Но Паабо не остановился. В 1990-х он продолжал совершенствовать методы извлечения и анализа древней ДНК. Одно из его ключевых достижений — секвенирование митохондриальной ДНК неандертальца в 1997 году. Она оказалась очень похожей на человеческую, но не совпадала ни с одной из современных. А в 2010 году он и его команда опубликовали полный геном неандертальца, что позволило сравнить его с геномом современных людей. Это открытие показало, что неандертальцы смешались с предками современных людей около 120 000 лет назад, оставив следы своей ДНК в нашем геноме. Возможно, мы их не уничтожили, а ассимилировали», — рассказала Ирина.

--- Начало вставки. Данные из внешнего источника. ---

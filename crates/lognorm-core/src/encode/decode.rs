//! Wire record to event decoding, driven by the same plan as encoding

use serde_json::{Map, Value as JsonValue};

use super::{EncodePlan, FieldPlan, Shape};
use crate::error::DecodeError;
use crate::event::{Event, Value};

/// Decode a JSON object into an event of the plan's type.
///
/// Missing and `null` members decode to `Value::Null`. Members the type does
/// not declare, including `p_` system fields, are ignored.
pub fn decode_event(plan: &EncodePlan, input: &JsonValue) -> Result<Event, DecodeError> {
    let object = input
        .as_object()
        .ok_or_else(|| DecodeError::NotAnObject(plan.event_type.name().to_string()))?;
    let values = decode_fields(&plan.fields, object)?;
    Ok(Event::from_parts(plan.event_type.clone(), values))
}

fn decode_fields(
    plans: &[FieldPlan],
    object: &Map<String, JsonValue>,
) -> Result<Vec<Value>, DecodeError> {
    let mut values = Vec::with_capacity(plans.len());
    for plan in plans {
        let value = match &plan.shape {
            // Embedded members sit next to the outer ones
            Shape::Embedded(nested) => Value::Object(decode_fields(nested, object)?),
            shape => match object.get(&plan.name) {
                Some(member) => decode_value(plan, shape, member)?,
                None => Value::Null,
            },
        };
        values.push(value);
    }
    Ok(values)
}

fn decode_value(plan: &FieldPlan, shape: &Shape, input: &JsonValue) -> Result<Value, DecodeError> {
    let invalid = || DecodeError::InvalidValue {
        field: plan.name.clone(),
        expected: shape.name(),
    };

    let value = match (shape, input) {
        (_, JsonValue::Null) => Value::Null,
        (Shape::Json, json) => Value::Json(json.clone()),
        (Shape::String, JsonValue::String(s)) => Value::String(s.clone()),
        (Shape::Int, JsonValue::Number(n)) => Value::Int(n.as_i64().ok_or_else(invalid)?),
        (Shape::Float, JsonValue::Number(n)) => Value::Float(n.as_f64().ok_or_else(invalid)?),
        (Shape::Bool, JsonValue::Bool(b)) => Value::Bool(*b),
        (Shape::Timestamp(codec), json) => {
            let ts = codec.decode(json).map_err(|source| DecodeError::Time {
                field: plan.name.clone(),
                source,
            })?;
            ts.map_or(Value::Null, Value::Timestamp)
        }
        (Shape::Struct(nested) | Shape::Embedded(nested), JsonValue::Object(object)) => {
            Value::Object(decode_fields(nested, object)?)
        }
        (Shape::Array(element), JsonValue::Array(items)) => Value::Array(
            items
                .iter()
                .map(|item| decode_value(plan, element, item))
                .collect::<Result<_, _>>()?,
        ),
        _ => return Err(invalid()),
    };
    Ok(value)
}

#[cfg(test)]
mod tests {
    use super::*;
    use crate::error::TimeError;
    use crate::event::{EventType, FieldDescriptor, FieldKind};
    use crate::registry::Registry;
    use chrono::DateTime;
    use serde_json::json;
    use std::sync::Arc;

    fn plan(event_type: EventType) -> EncodePlan {
        EncodePlan::compile(Registry::global(), &Arc::new(event_type)).unwrap()
    }

    #[test]
    fn test_decode_typed_members() {
        let plan = plan(EventType::new(
            "Flow",
            vec![
                FieldDescriptor::string("src"),
                FieldDescriptor::int("bytes"),
                FieldDescriptor::float("ratio"),
                FieldDescriptor::bool("allowed"),
                FieldDescriptor::timestamp("start").time_codec("unix_ms"),
                FieldDescriptor::array("tags", FieldKind::String),
                FieldDescriptor::json("extra"),
                FieldDescriptor::string("missing"),
            ],
        ));
        let event = decode_event(
            &plan,
            &json!({
                "src": "10.0.0.1",
                "bytes": 1024,
                "ratio": 2,
                "allowed": true,
                "start": 1595257960500i64,
                "tags": ["a", null],
                "extra": {"any": ["thing"]},
                "unknown": 1,
                "p_row_id": "ignored"
            }),
        )
        .unwrap();

        assert_eq!(event.get("src"), Some(&Value::from("10.0.0.1")));
        assert_eq!(event.get("bytes"), Some(&Value::Int(1024)));
        assert_eq!(event.get("ratio"), Some(&Value::Float(2.0)));
        assert_eq!(event.get("allowed"), Some(&Value::Bool(true)));
        assert_eq!(
            event.get("start"),
            Some(&Value::Timestamp(
                DateTime::parse_from_rfc3339("2020-07-20T15:12:40.5Z").unwrap()
            ))
        );
        assert_eq!(
            event.get("tags"),
            Some(&Value::Array(vec![Value::from("a"), Value::Null]))
        );
        assert_eq!(event.get("extra"), Some(&Value::Json(json!({"any": ["thing"]}))));
        assert_eq!(event.get("missing"), Some(&Value::Null));
    }

    #[test]
    fn test_decode_nested_and_embedded() {
        let inner = Arc::new(EventType::new("Inner", vec![FieldDescriptor::string("name")]));
        let plan = plan(EventType::new(
            "Outer",
            vec![
                FieldDescriptor::embedded(Arc::clone(&inner)),
                FieldDescriptor::structure("child", inner),
            ],
        ));
        let event = decode_event(&plan, &json!({"name": "top", "child": {"name": "nested"}})).unwrap();
        assert_eq!(
            event.values(),
            &[
                Value::Object(vec![Value::from("top")]),
                Value::Object(vec![Value::from("nested")]),
            ]
        );
    }

    #[test]
    fn test_decode_rejects_mismatched_members() {
        let plan = plan(EventType::new(
            "Typed",
            vec![FieldDescriptor::int("count"), FieldDescriptor::timestamp("at")],
        ));

        assert_eq!(
            decode_event(&plan, &json!([1, 2])).unwrap_err(),
            DecodeError::NotAnObject("Typed".to_string())
        );
        assert_eq!(
            decode_event(&plan, &json!({"count": "many"})).unwrap_err(),
            DecodeError::InvalidValue {
                field: "count".to_string(),
                expected: "integer"
            }
        );
        assert_eq!(
            decode_event(&plan, &json!({"count": 1.5})).unwrap_err(),
            DecodeError::InvalidValue {
                field: "count".to_string(),
                expected: "integer"
            }
        );
        assert!(matches!(
            decode_event(&plan, &json!({"at": "yesterday"})),
            Err(DecodeError::Time { ref field, source: TimeError::Parse { .. } }) if field == "at"
        ));
    }
}
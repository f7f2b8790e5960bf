use rust_decimal::Decimal;

use crate::error::ForecastError;
use crate::forecast::types::{ForecastResult, ProbabilityBias, ProbabilityPair};
use crate::stats::{BoundedDistribution, DifferenceSet, SequenceDifferencer, TendencyBounds, TendencyEstimator};

/// Forecasts the next value of a series from its decomposed consecutive moves.
///
/// The difference sets and the unbiased probability pair are derived once in
/// [`ForecastEngine::new`]. The effective pair is always recomputed from that
/// baseline, so a sequence of bias changes is equivalent to applying the last one.
#[derive(Debug, Clone)]
pub struct ForecastEngine {
    estimator: TendencyEstimator,
    anchor: Decimal,
    differences: DifferenceSet,
    baseline: ProbabilityPair,
    probabilities: ProbabilityPair,
    bias: ProbabilityBias,
}

impl ForecastEngine {
    pub fn new(estimator: TendencyEstimator, series: &[Decimal]) -> Result<Self, ForecastError> {
        let anchor = match series {
            [_, .., last] => *last,
            _ => return Err(ForecastError::EmptySeries { len: series.len() }),
        };

        let differences = SequenceDifferencer::new(series)
            .include_zero_differences(false)
            .decompose();
        if differences.is_empty() {
            return Err(ForecastError::NoMovement);
        }

        let baseline = ProbabilityPair::from_counts(
            differences.negative.len(),
            differences.positive.len(),
            differences.len(),
        )?;

        Ok(Self {
            estimator,
            anchor,
            differences,
            baseline,
            probabilities: baseline,
            bias: ProbabilityBias::Neutral,
        })
    }

    /// Accepts -1 (favor down moves), 0 (unbiased) or 1 (favor up moves).
    pub fn set_probability_bias(&mut self, bias: i64) -> Result<(), ForecastError> {
        let bias = ProbabilityBias::try_from(bias)?;
        self.apply_bias(bias);
        Ok(())
    }

    pub fn apply_bias(&mut self, bias: ProbabilityBias) {
        self.bias = bias;
        self.probabilities = self.baseline.biased(bias);
    }

    /// Weights one absolute-move distribution by the down/up probabilities.
    pub fn magnitude_weighted_forecast(&self) -> Result<ForecastResult, ForecastError> {
        let magnitude = BoundedDistribution::new(&self.estimator, &self.differences.absolute)?.bounds();
        let weighted = |m: Decimal| self.anchor + self.probabilities.expectation(-m, m);

        Ok(ForecastResult {
            lower: weighted(magnitude.lower),
            central: weighted(magnitude.central),
            upper: weighted(magnitude.upper),
        })
    }

    /// Weights separate up-move and down-move distributions, keeping any
    /// asymmetry between the size of rises and falls.
    pub fn asymmetric_trend_forecast(&self) -> Result<ForecastResult, ForecastError> {
        let positive = self.side_bounds(&self.differences.positive)?;
        let negative = self.side_bounds(&self.differences.negative)?;
        let weighted =
            |neg: Decimal, pos: Decimal| self.anchor + self.probabilities.expectation(neg, pos);

        Ok(ForecastResult {
            lower: weighted(negative.lower, positive.lower),
            central: weighted(negative.central, positive.central),
            upper: weighted(negative.upper, positive.upper),
        })
    }

    // A side with no moves contributes nothing.
    fn side_bounds(&self, data: &[Decimal]) -> Result<TendencyBounds, ForecastError> {
        if data.is_empty() {
            return Ok(TendencyBounds::default());
        }
        Ok(BoundedDistribution::new(&self.estimator, data)?.bounds())
    }

    pub fn anchor(&self) -> Decimal {
        self.anchor
    }

    /// Re-anchors later forecasts; differences and probabilities are untouched.
    pub fn set_anchor(&mut self, anchor: Decimal) {
        self.anchor = anchor;
    }

    pub fn probabilities(&self) -> ProbabilityPair {
        self.probabilities
    }

    pub fn baseline_probabilities(&self) -> ProbabilityPair {
        self.baseline
    }

    pub fn bias(&self) -> ProbabilityBias {
        self.bias
    }

    pub fn differences(&self) -> &DifferenceSet {
        &self.differences
    }

    pub fn estimator(&self) -> &TendencyEstimator {
        &self.estimator
    }
}
use anyhow::{Context, Result};
use serde::Deserialize;
use std::fs;
use std::path::Path;

use crate::data::Field;
use crate::stats::{Dispersion, Tendency};

#[derive(Debug, Clone, Default, Deserialize)]
pub struct Config {
    #[serde(default)]
    pub system: SystemConfig,
    #[serde(default)]
    pub forecast: ForecastConfig,
    #[serde(default)]
    pub feed: FeedConfig,
    #[serde(default)]
    pub monitoring: MonitoringConfig,
}

#[derive(Debug, Clone, Deserialize)]
pub struct SystemConfig {
    #[serde(default = "default_database_path")]
    pub database_path: String,
}

#[derive(Debug, Clone, Default, Deserialize)]
pub struct ForecastConfig {
    #[serde(default)]
    pub tendency: Tendency,
    #[serde(default)]
    pub dispersion: Dispersion,
    /// -1 favors down moves, 1 favors up moves.
    #[serde(default)]
    pub bias: i64,
    #[serde(default)]
    pub field: Field,
}

#[derive(Debug, Clone, Deserialize)]
pub struct FeedConfig {
    #[serde(default = "default_feed_url")]
    pub base_url: String,
    #[serde(default = "default_feed_function")]
    pub function: String,
    #[serde(default = "default_timeout")]
    pub timeout_secs: u64,
}

#[derive(Debug, Clone, Deserialize)]
pub struct MonitoringConfig {
    #[serde(default)]
    pub csv_logging: bool,
    #[serde(default = "default_csv_log_path")]
    pub csv_log_path: String,
    #[serde(default = "default_log_level")]
    pub log_level: String,
}

fn default_database_path() -> String { "tradecast.db".to_string() }
fn default_feed_url() -> String { "https://www.alphavantage.co/query".to_string() }
fn default_feed_function() -> String { "TIME_SERIES_DAILY".to_string() }
fn default_timeout() -> u64 { 30 }
fn default_csv_log_path() -> String { "forecasts.csv".to_string() }
fn default_log_level() -> String { "info".to_string() }

impl Default for SystemConfig {
    fn default() -> Self {
        Self {
            database_path: default_database_path(),
        }
    }
}

impl Default for FeedConfig {
    fn default() -> Self {
        Self {
            base_url: default_feed_url(),
            function: default_feed_function(),
            timeout_secs: default_timeout(),
        }
    }
}

impl Default for MonitoringConfig {
    fn default() -> Self {
        Self {
            csv_logging: false,
            csv_log_path: default_csv_log_path(),
            log_level: default_log_level(),
        }
    }
}

#[derive(Debug, Clone)]
pub struct EnvConfig {
    pub alphavantage_api_key: Option<String>,
    pub alphavantage_url: Option<String>,
}

impl Config {
    pub fn load(path: &str) -> Result<Self> {
        let contents = fs::read_to_string(path)
            .with_context(|| format!("Failed to read config file: {}", path))?;

        Self::parse(&contents).with_context(|| format!("Failed to parse config file: {}", path))
    }

    /// Defaults when `path` does not exist; a present but broken file is still an error.
    pub fn load_or_default(path: &str) -> Result<(Self, bool)> {
        if Path::new(path).exists() {
            Ok((Self::load(path)?, true))
        } else {
            Ok((Self::default(), false))
        }
    }

    pub fn parse(contents: &str) -> Result<Self> {
        let config: Config = toml::from_str(contents)?;
        Ok(config)
    }
}

impl EnvConfig {
    pub fn load() -> Self {
        dotenv::dotenv().ok();

        Self {
            alphavantage_api_key: std::env::var("ALPHAVANTAGE_API_KEY").ok(),
            alphavantage_url: std::env::var("ALPHAVANTAGE_URL").ok(),
        }
    }
}

#[cfg(test)]
mod tests {
    use super::*;

    #[test]
    fn test_empty_config_uses_defaults() {
        let config = Config::parse("").unwrap();

        assert_eq!(config.system.database_path, "tradecast.db");
        assert_eq!(config.forecast.tendency, Tendency::MeanLeastDifference);
        assert_eq!(config.forecast.dispersion, Dispersion::MeanAbsoluteDeviation);
        assert_eq!(config.forecast.field, Field::Close);
        assert_eq!(config.forecast.bias, 0);
        assert_eq!(config.feed.function, "TIME_SERIES_DAILY");
        assert!(!config.monitoring.csv_logging);
    }

    #[test]
    fn test_partial_config() {
        let config = Config::parse(
            r#"
            [system]
            database_path = "/tmp/btc.db"

            [forecast]
            tendency = "median"
            dispersion = "standard_deviation"
            bias = -1
            field = "high"

            [monitoring]
            csv_logging = true
            "#,
        )
        .unwrap();

        assert_eq!(config.system.database_path, "/tmp/btc.db");
        assert_eq!(config.forecast.tendency, Tendency::Median);
        assert_eq!(config.forecast.dispersion, Dispersion::StandardDeviation);
        assert_eq!(config.forecast.bias, -1);
        assert_eq!(config.forecast.field, Field::High);
        assert!(config.monitoring.csv_logging);
        assert_eq!(config.monitoring.csv_log_path, "forecasts.csv");
    }

    #[test]
    fn test_unknown_tendency_is_rejected() {
        assert!(Config::parse("[forecast]\ntendency = \"mode\"").is_err());
    }

    #[test]
    fn test_missing_file_falls_back_to_defaults() {
        let dir = tempfile::tempdir().unwrap();
        let path = dir.path().join("absent.toml");

        let (config, found) = Config::load_or_default(&path.to_string_lossy()).unwrap();
        assert!(!found);
        assert_eq!(config.feed.timeout_secs, 30);
    }
}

Механизм формирования фронтирной темы можно наглядно разобрать на примере работы Сванте Паабо. Всё началось с новаторской идеи извлечения и анализа ДНК из древних останков, что само по себе казалось невозможным. Паабо и его команда разработали методы работы с сильно деградированной и загрязнённой ДНК, открыв путь к открытиям, которые раньше были недостижимы. Его исследования объединили генетику, археологию, палеонтологию и антропологию, сформировав новую междисциплинарную область — палеогенетику. Ключевую роль сыграли технологические прорывы в секвенировании ДНК, которые позволили добиться точности и масштаба. Паабо активно сотрудничал с учёными и институтами по всему миру, что сделало его проекты глобальными. Широкое признание в научном сообществе и обществе привлекло дополнительное финансирование, а в 2022 году его работа была увенчана Нобелевской премией, окончательно утвердившей палеогенетику в мейнстриме науки.
На лекцию пришла академическая аудитория, даже те, кто всё еще грезит изучением биологии. «Я долго не была в ИЦАЭ, но сегодня наконец удалось вырваться. Лекция произвела на меня огромное впечатление. По образованию я биолог, но, к сожалению, судьба сложилась так, что работать по специальности не получилось. Поэтому я посещаю такие встречи, чтобы немного “закрыть” свой гештальт учёного. Обязательно приду ещё», — поделилась слушательница Александра Кирпо.